Find the lines holding the string "match" in the data, then copy all of them.

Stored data
----

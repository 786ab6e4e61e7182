use std::path::PathBuf;
use std::time::Duration;

use serde::{Deserialize, Serialize};

/// Fully resolved process configuration. Built once at startup by
/// [`ConfigLoader`](crate::ConfigLoader) and handed to constructors.
#[derive(Debug, Clone, PartialEq, Eq, Serialize, Deserialize)]
pub struct AppConfig {
    pub api: ApiConfig,
    pub store: StoreConfig,
}

/// HTTP listener settings.
#[derive(Debug, Clone, PartialEq, Eq, Serialize, Deserialize)]
pub struct ApiConfig {
    pub host: String,
    pub port: u16,
    /// Upper bound for a single repository call made on behalf of a request.
    pub request_timeout_ms: u64,
}

impl ApiConfig {
    pub const DEFAULT_REQUEST_TIMEOUT_MS: u64 = 30_000;

    pub fn bind_addr(&self) -> String {
        format!("{}:{}", self.host, self.port)
    }

    pub fn request_timeout(&self) -> Duration {
        Duration::from_millis(self.request_timeout_ms)
    }
}

/// Which backing store the service runs against.
#[derive(Debug, Clone, PartialEq, Eq, Serialize, Deserialize)]
#[serde(tag = "backend", rename_all = "lowercase")]
pub enum StoreConfig {
    Postgres(DatabaseConfig),
    Sqlite { path: PathBuf },
}

impl StoreConfig {
    pub fn backend(&self) -> &'static str {
        match self {
            StoreConfig::Postgres(_) => "postgres",
            StoreConfig::Sqlite { .. } => "sqlite",
        }
    }
}

/// Postgres connection settings.
#[derive(Clone, PartialEq, Eq, Serialize, Deserialize)]
pub struct DatabaseConfig {
    pub host: String,
    pub port: u16,
    pub username: String,
    pub password: String,
    pub database: String,
    pub max_connections: u32,
    pub connect_timeout_ms: u64,
    pub statement_timeout_ms: u64,
}

impl DatabaseConfig {
    pub const DEFAULT_MAX_CONNECTIONS: u32 = 16;
    pub const DEFAULT_CONNECT_TIMEOUT_MS: u64 = 5_000;
    pub const DEFAULT_STATEMENT_TIMEOUT_MS: u64 = 30_000;
}

// Keep the password out of logs.
impl std::fmt::Debug for DatabaseConfig {
    fn fmt(&self, f: &mut std::fmt::Formatter<'_>) -> std::fmt::Result {
        f.debug_struct("DatabaseConfig")
            .field("host", &self.host)
            .field("port", &self.port)
            .field("username", &self.username)
            .field("password", &"***")
            .field("database", &self.database)
            .field("max_connections", &self.max_connections)
            .field("connect_timeout_ms", &self.connect_timeout_ms)
            .field("statement_timeout_ms", &self.statement_timeout_ms)
            .finish()
    }
}
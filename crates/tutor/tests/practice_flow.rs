use rand::rngs::StdRng;
use rand::SeedableRng;
use time::{Duration, OffsetDateTime};

use notewise_domain::{AttemptOutcome, Clef, ClefMode, KeyboardRange, NoteTarget};
use notewise_tutor::{
    cross_session_note_performance, first_try_correct_count, multiple_attempts_count,
    MemoryStore, PracticeSession, SessionConfig, SessionStore, SessionSummary,
};

fn play_perfectly(session: &mut PracticeSession) {
    while let Some(target) = session.current_target().copied() {
        session.record_played_note(target.midi);
    }
}

#[test]
fn calibrated_session_round_trips_through_store() {
    let config = SessionConfig {
        length: 8,
        clef_mode: ClefMode::Random,
        range: Some(KeyboardRange::new(48, 72).unwrap()),
    };
    let mut rng = StdRng::seed_from_u64(2024);
    let mut session = PracticeSession::generate(&config, &mut rng).unwrap();
    for target in session.targets() {
        assert!((48..=72).contains(&target.midi));
    }

    play_perfectly(&mut session);
    assert!(session.is_complete());

    let mut store = MemoryStore::new();
    store.save(&session.to_record()).unwrap();
    let history = store.load_all().unwrap();
    assert_eq!(history.len(), 1);
    let ranking = cross_session_note_performance(&history);
    assert!(ranking.iter().all(|p| p.accuracy == 1.0));
}

#[test]
fn retries_show_up_in_history() {
    let start = OffsetDateTime::UNIX_EPOCH;
    let targets = vec![
        NoteTarget::natural(43, Clef::Bass).unwrap(),
        NoteTarget::natural(57, Clef::Bass).unwrap(),
    ];

    let mut first = PracticeSession::from_targets(targets.clone()).unwrap();
    first.record_played_note_at(45, start);
    first.record_played_note_at(41, start + Duration::seconds(1));
    assert_eq!(first.current_index(), 0);
    let hit = first.record_played_note_at(43, start + Duration::seconds(2));
    assert_eq!(hit.outcome, Some(AttemptOutcome::Correct));
    assert_eq!(first.current_index(), 1);
    first.record_played_note_at(57, start + Duration::seconds(3));
    assert!(first.is_complete());

    assert_eq!(first_try_correct_count(&first), 1);
    assert_eq!(multiple_attempts_count(&first), 1);
    let summary = SessionSummary::from_log(&first);
    assert_eq!(summary.total_attempts, 4);

    let mut second = PracticeSession::from_targets(targets).unwrap();
    second.record_played_note_at(43, start + Duration::hours(1));
    second.record_played_note_at(59, start + Duration::hours(1) + Duration::seconds(1));
    second.record_played_note_at(57, start + Duration::hours(1) + Duration::seconds(2));

    let history = vec![first.to_record(), second.to_record()];
    let ranking = cross_session_note_performance(&history);
    let summary: Vec<(u8, f32)> = ranking.iter().map(|p| (p.key.midi, p.accuracy)).collect();
    assert_eq!(summary, vec![(43, 0.5), (57, 0.5)]);
}
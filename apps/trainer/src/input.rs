//! Typed note input for playing without a MIDI keyboard.

use std::io::BufRead;
use std::sync::mpsc::{self, Receiver};
use std::thread;

use tracing::warn;

use notewise_domain::pitch::MAX_MIDI;

/// Parses `60`, `C4`, `f#3` or `Bb2` into a MIDI number.
pub fn parse_note(input: &str) -> Option<u8> {
    let input = input.trim();
    if let Ok(midi) = input.parse::<u8>() {
        return (midi <= MAX_MIDI).then_some(midi);
    }
    let mut chars = input.chars();
    let pitch_class: i32 = match chars.next()?.to_ascii_uppercase() {
        'C' => 0,
        'D' => 2,
        'E' => 4,
        'F' => 5,
        'G' => 7,
        'A' => 9,
        'B' => 11,
        _ => return None,
    };
    let rest = chars.as_str();
    let (alter, octave) = if let Some(octave) = rest.strip_prefix('#') {
        (1, octave)
    } else if let Some(octave) = rest.strip_prefix('b') {
        (-1, octave)
    } else {
        (0, rest)
    };
    let octave: i32 = octave.parse().ok()?;
    let midi = (octave + 1) * 12 + pitch_class + alter;
    u8::try_from(midi).ok().filter(|midi| *midi <= MAX_MIDI)
}

/// Reads notes from stdin on a background thread. The channel closes on end of
/// input or when the user types `q`.
pub fn spawn_stdin_notes() -> Receiver<u8> {
    let (tx, rx) = mpsc::channel();
    thread::spawn(move || {
        let stdin = std::io::stdin();
        for line in stdin.lock().lines() {
            let Ok(line) = line else { break };
            let line = line.trim();
            if line.eq_ignore_ascii_case("q") {
                break;
            }
            if line.is_empty() {
                continue;
            }
            match parse_note(line) {
                Some(midi) => {
                    if tx.send(midi).is_err() {
                        break;
                    }
                }
                None => warn!(input = line, "not a note, try C4 or 60"),
            }
        }
    });
    rx
}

----

• COMPLETED TASK:
        match self {
    let pitch_class: i32 = match chars.next()?.to_ascii_uppercase() {
            match parse_note(line) {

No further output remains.